What sermorelin has that the comparison can't borrow

Two things are sermorelin-specific and don't transfer from the comparison. First, the regulatory history: sermorelin was a formerly FDA-approved prescription drug for pediatric GH deficiency (NDA 020443), withdrawn in 2008 for commercial reasons [4]. Second, the pediatric efficacy record: once-daily subcutaneous GHRH(1-29) roughly doubled first-year height velocity in GH-deficient children [1]. Those are GHRH-analog facts. The shared caution does transfer: both classes raise GH/IGF-1, so the theoretical-oncologic consideration and the WADA-prohibited status apply across the GH-secretagogue category [5]. For the full safety picture, see the sermorelin side effects page; for dosing context, the research doses of sermorelin.

How to read a sermorelin vs ipamorelin comparison honestly

The cleanest way to read sermorelin vs ipamorelin is to keep three things separate: mechanism, evidence, and marketing.
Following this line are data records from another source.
//! Metrics collection and exposition.
//!
//! # Metrics
//! - `outbound_requests_total` (counter): outbound calls by service key, method, outcome
//! - `outbound_request_duration_seconds` (histogram): outbound call latency
//!
//! # Design Decisions
//! - Recording is a no-op until a recorder is installed
//! - Outcome label is "success" or the error kind, never the error text

use std::net::SocketAddr;
use std::time::Instant;

use metrics_exporter_prometheus::PrometheusBuilder;

use crate::error::HttpError;

/// Install the Prometheus recorder and its scrape endpoint on `addr`.
pub fn init_metrics(addr: SocketAddr) {
    match PrometheusBuilder::new().with_http_listener(addr).install() {
        Ok(()) => tracing::info!(address = %addr, "Metrics endpoint listening"),
        Err(e) => tracing::error!(address = %addr, error = %e, "Failed to install metrics exporter"),
    }
}

/// Record one outbound call.
pub fn record_outbound_call(
    service_key: &str,
    method: &str,
    outcome: Result<(), &HttpError>,
    start: Instant,
) {
    let outcome = match outcome {
        Ok(()) => "success",
        Err(e) => e.kind(),
    };
    let elapsed = start.elapsed().as_secs_f64();

    ::metrics::counter!(
        "outbound_requests_total",
        "service" => service_key.to_string(),
        "method" => method.to_string(),
        "outcome" => outcome
    )
    .increment(1);
    ::metrics::histogram!(
        "outbound_request_duration_seconds",
        "service" => service_key.to_string(),
        "method" => method.to_string(),
        "outcome" => outcome
    )
    .record(elapsed);
}

#[cfg(test)]
mod tests {
    use super::*;

    #[test]
    fn test_record_without_recorder() {
        let err = HttpError::Timeout(10);
        record_outbound_call("Orders:BaseUrl", "GET", Ok(()), Instant::now());
        record_outbound_call("Orders:BaseUrl", "GET", Err(&err), Instant::now());
    }
}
On mechanism, they are genuinely different — GHRH receptor versus ghrelin/GHS receptor [7]. On evidence, sermorelin carries a documented pediatric-growth record [1] and characterized adult GH/IGF-1 and pharmacokinetic data [2][3], and this digest covers sermorelin's record, not a controlled trial pitting the two molecules against each other. On marketing, both are widely promoted for adult anti-aging benefits that outrun the rigorous data [5]. A comparison that respects all three avoids the common error of treating a difference in receptor as if it were a proven difference in outcome.

What this comparison is not

This page is a mechanistic and evidentiary comparison, not a buying guide and not a recommendation to combine or choose between research peptides. Both sermorelin and ipamorelin are laboratory research compounds here, not finished medicines, and nothing on this page is a dosing instruction. Where sermorelin has hard data — the pediatric height-velocity acceleration [1], the 14-day GH/IGF-1 reversal in older men [2], the characterized pharmacokinetics [3] — those findings are attributed to the specific studies that produced them. Where the comparison would require a head-to-head trial that hasn't been done, this page says so rather than inventing a verdict. The shared GH-secretagogue cautions — the theoretical-oncologic consideration and WADA prohibition [5] — apply to both, and are covered in full on the sermorelin side effects page.